- _What you have to do_:
Take every line from the records below that includes the word "KvLog".

(Beginning of Information provided)

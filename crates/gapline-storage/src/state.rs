//! Sequence state storage.
//!
//! Holds the last applied [`SequenceState`] of every tracked stream so the
//! gap engine can resume after a restart and ask the server for exactly
//! what it missed.

use std::path::Path;

use gapline_types::{SequenceState, StreamId};

use crate::StorageError;
use crate::log::KvLog;

/// Durable per-stream sequencing state.
///
/// Implementations must be safe to call from several streams at once and
/// `set` must be atomic with respect to `get` of the same stream.
pub trait SequenceStateStore: Send + Sync {
    /// Returns the stored state for `stream`, if any.
    fn get(&self, stream: StreamId) -> Result<Option<SequenceState>, StorageError>;

    /// Durably replaces the state for `stream`.
    fn set(&self, stream: StreamId, state: SequenceState) -> Result<(), StorageError>;

    /// Every stream with stored state.
    fn streams(&self) -> Result<Vec<StreamId>, StorageError>;
}

/// [`SequenceStateStore`] backed by an fsynced append-only log.
pub struct StateStore {
    log: KvLog<StreamId, SequenceState>,
}

impl StateStore {
    /// Opens the store at `path`, creating it if missing.
    pub fn open(path: impl AsRef<Path>) -> Result<Self, StorageError> {
        Ok(Self {
            log: KvLog::open(path)?,
        })
    }

    /// Creates a store that is not persisted.
    pub fn in_memory() -> Self {
        Self {
            log: KvLog::in_memory(),
        }
    }

    pub fn path(&self) -> Option<&Path> {
        self.log.path()
    }

    pub fn close(&self) -> Result<(), StorageError> {
        self.log.close()
    }
}

impl SequenceStateStore for StateStore {
    fn get(&self, stream: StreamId) -> Result<Option<SequenceState>, StorageError> {
        self.log.get(&stream)
    }

    fn set(&self, stream: StreamId, state: SequenceState) -> Result<(), StorageError> {
        self.log.set(stream, state)
    }

    fn streams(&self) -> Result<Vec<StreamId>, StorageError> {
        let mut streams = self.log.keys()?;
        streams.sort();
        Ok(streams)
    }
}
//! Updates held while a stream recovers.

use std::collections::BTreeMap;

use gapline_types::{Counter, Sequence, SequenceState, Update, Verdict};

/// Sequenced updates of one stream, ordered by counter and value.
///
/// Live arrivals are bounded by `capacity`; updates returned by a recovery
/// fetch are always kept since they are what closes the hole. A second
/// update at the same position is a redelivery and is ignored.
#[derive(Debug)]
pub(crate) struct RecoveryBuffer {
    entries: BTreeMap<(Counter, i64), Update>,
    capacity: usize,
}

impl RecoveryBuffer {
    pub(crate) fn new(capacity: usize) -> Self {
        Self {
            entries: BTreeMap::new(),
            capacity,
        }
    }

    pub(crate) fn len(&self) -> usize {
        self.entries.len()
    }

    pub(crate) fn is_empty(&self) -> bool {
        self.entries.is_empty()
    }

    /// Buffers a live update. Returns false if it was dropped for lack of
    /// room; the caller must fetch again to get it back.
    pub(crate) fn push_live(&mut self, update: Update) -> bool {
        let Some(key) = key(&update) else {
            return true;
        };
        if self.entries.contains_key(&key) {
            return true;
        }
        if self.entries.len() >= self.capacity {
            return false;
        }
        self.entries.insert(key, update);
        true
    }

    /// Buffers an update returned by a recovery fetch.
    pub(crate) fn push_recovered(&mut self, update: Update) {
        if let Some(key) = key(&update) {
            self.entries.entry(key).or_insert(update);
        }
    }

    /// Removes and returns the next update that applies on top of `state`.
    ///
    /// Updates already covered by `state` are discarded on the way.
    pub(crate) fn pop_ready(&mut self, state: &SequenceState) -> Option<Update> {
        for counter in Counter::ALL {
            let local = state.get(counter);
            loop {
                let Some((&key, update)) = self
                    .entries
                    .range((counter, i64::MIN)..=(counter, i64::MAX))
                    .next()
                else {
                    break;
                };
                let verdict = update
                    .sequence
                    .map_or(Verdict::Duplicate, |sequence| sequence.classify(local));
                match verdict {
                    Verdict::Apply => return self.entries.remove(&key),
                    Verdict::Duplicate => {
                        self.entries.remove(&key);
                    }
                    Verdict::Gap => break,
                }
            }
        }
        None
    }

    /// Lowest buffered sequence on `counter`.
    pub(crate) fn first(&self, counter: Counter) -> Option<Sequence> {
        self.entries
            .range((counter, i64::MIN)..=(counter, i64::MAX))
            .next()
            .and_then(|(_, update)| update.sequence)
    }

    /// The first buffered position that does not apply, for diagnostics.
    pub(crate) fn first_blocked(&self) -> Option<(Counter, i64)> {
        self.entries.keys().next().copied()
    }

    /// Newest date among buffered updates.
    pub(crate) fn max_date(&self) -> Option<i64> {
        self.entries.values().map(|update| update.date).max()
    }
}

fn key(update: &Update) -> Option<(Counter, i64)> {
    update
        .sequence
        .map(|sequence| (sequence.counter, sequence.value))
}
//! Peer cache storage.
//!
//! Maps [`PeerId`] to the last known [`PeerRecord`], with a secondary
//! username index. Writes merge into the stored record so a valid access
//! hash is never replaced by a missing one.

use std::collections::HashMap;
use std::path::Path;
use std::sync::RwLock;

use gapline_types::{PeerId, PeerRecord};

use crate::StorageError;
use crate::log::KvLog;

/// Durable peer metadata cache.
pub trait PeerStore: Send + Sync {
    fn get(&self, id: PeerId) -> Result<Option<PeerRecord>, StorageError>;

    /// Merges `record` into the stored one (see [`PeerRecord::merge`]) and
    /// returns the record as stored.
    fn put(&self, record: PeerRecord) -> Result<PeerRecord, StorageError>;

    /// Looks a peer up by username (case-insensitive, without `@`).
    fn find_username(&self, username: &str) -> Result<Option<PeerRecord>, StorageError>;

    /// Ids of every stored peer, in no particular order.
    fn peer_ids(&self) -> Result<Vec<PeerId>, StorageError>;

    /// Lazily iterates the stored records.
    fn scan(&self) -> Result<PeerScan<'_, Self>, StorageError>
    where
        Self: Sized,
    {
        PeerScan::new(self)
    }
}

/// Lazy iteration over a [`PeerStore`].
///
/// The key set is captured when the scan starts and each record is read
/// when reached, so every yielded record was current at some point during
/// the scan. Peers added after the scan started are not visited. Start a
/// new scan to restart.
pub struct PeerScan<'a, S: PeerStore + ?Sized> {
    store: &'a S,
    ids: std::vec::IntoIter<PeerId>,
}

impl<'a, S: PeerStore + ?Sized> PeerScan<'a, S> {
    pub fn new(store: &'a S) -> Result<Self, StorageError> {
        let mut ids = store.peer_ids()?;
        ids.sort();
        Ok(Self {
            store,
            ids: ids.into_iter(),
        })
    }
}

impl<S: PeerStore + ?Sized> Iterator for PeerScan<'_, S> {
    type Item = Result<PeerRecord, StorageError>;

    fn next(&mut self) -> Option<Self::Item> {
        for id in self.ids.by_ref() {
            match self.store.get(id) {
                Ok(Some(record)) => return Some(Ok(record)),
                Ok(None) => {}
                Err(e) => return Some(Err(e)),
            }
        }
        None
    }
}

fn normalize_username(username: &str) -> String {
    username.trim_start_matches('@').to_ascii_lowercase()
}

/// [`PeerStore`] backed by an fsynced append-only log.
pub struct PeerCache {
    log: KvLog<PeerId, PeerRecord>,
    usernames: RwLock<HashMap<String, PeerId>>,
}

impl PeerCache {
    pub fn open(path: impl AsRef<Path>) -> Result<Self, StorageError> {
        let log = KvLog::open(path)?;
        let usernames = log
            .values()?
            .into_iter()
            .filter_map(|record: PeerRecord| {
                let username = record.username.as_deref()?;
                Some((normalize_username(username), record.id))
            })
            .collect();
        Ok(Self {
            log,
            usernames: RwLock::new(usernames),
        })
    }

    pub fn in_memory() -> Self {
        Self {
            log: KvLog::in_memory(),
            usernames: RwLock::new(HashMap::new()),
        }
    }

    pub fn path(&self) -> Option<&Path> {
        self.log.path()
    }

    pub fn len(&self) -> Result<usize, StorageError> {
        self.log.len()
    }

    pub fn is_empty(&self) -> Result<bool, StorageError> {
        Ok(self.len()? == 0)
    }

    pub fn close(&self) -> Result<(), StorageError> {
        self.log.close()
    }
}

impl PeerStore for PeerCache {
    fn get(&self, id: PeerId) -> Result<Option<PeerRecord>, StorageError> {
        self.log.get(&id)
    }

    fn put(&self, record: PeerRecord) -> Result<PeerRecord, StorageError> {
        let stored = self.log.update(record.id, |existing| match existing {
            Some(existing) => existing.merge(record),
            None => record,
        })?;

        if let Some(username) = stored.username.as_deref() {
            self.usernames
                .write()
                .map_err(|_| StorageError::LockPoisoned)?
                .insert(normalize_username(username), stored.id);
        }
        Ok(stored)
    }

    fn find_username(&self, username: &str) -> Result<Option<PeerRecord>, StorageError> {
        let key = normalize_username(username);
        let id = self
            .usernames
            .read()
            .map_err(|_| StorageError::LockPoisoned)?
            .get(&key)
            .copied();
        let Some(id) = id else {
            return Ok(None);
        };

        // The peer may have changed its username since it was indexed.
        Ok(self.get(id)?.filter(|record| {
            record
                .username
                .as_deref()
                .is_some_and(|current| normalize_username(current) == key)
        }))
    }

    fn peer_ids(&self) -> Result<Vec<PeerId>, StorageError> {
        self.log.keys()
    }
}
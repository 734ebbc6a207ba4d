//! Shows where configuration and session files live.

use std::path::Path;

use anyhow::Result;
use gapline_config::Paths;
use gapline_storage::{PEERS_FILENAME, SESSION_FILENAME, STATE_FILENAME};

use super::load_config;

pub fn run(project: &Path) -> Result<()> {
    let config = load_config(project)?;
    let paths = Paths::new();

    println!("Configuration:");
    match paths.user_config_file() {
        Ok(file) => println!("  User:    {}", file.display()),
        Err(e) => println!("  User:    unavailable ({e})"),
    }
    println!("  Project: {}", Paths::project_config_file(project).display());
    println!("  Local:   {}", Paths::local_config_file(project).display());
    println!();

    println!("Storage:");
    println!("  Data directory: {}", config.storage.data_dir.display());
    if config.client.phone.trim().is_empty() {
        println!("  Session:        (no phone configured)");
        return Ok(());
    }

    let session = config.session_dir();
    println!("  Session:        {}", session.display());
    for name in [STATE_FILENAME, PEERS_FILENAME, SESSION_FILENAME] {
        let file = session.join(name);
        let marker = if file.exists() { "present" } else { "missing" };
        println!("    {name:<20} {marker}");
    }
    Ok(())
}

(End of Information provided)

- _Response to this exercise_:
use crate::log::KvLog;
    log: KvLog<StreamId, SequenceState>,
            log: KvLog::open(path)?,
            log: KvLog::in_memory(),
use crate::log::KvLog;
    log: KvLog<PeerId, PeerRecord>,
        let log = KvLog::open(path)?;
            log: KvLog::in_memory(),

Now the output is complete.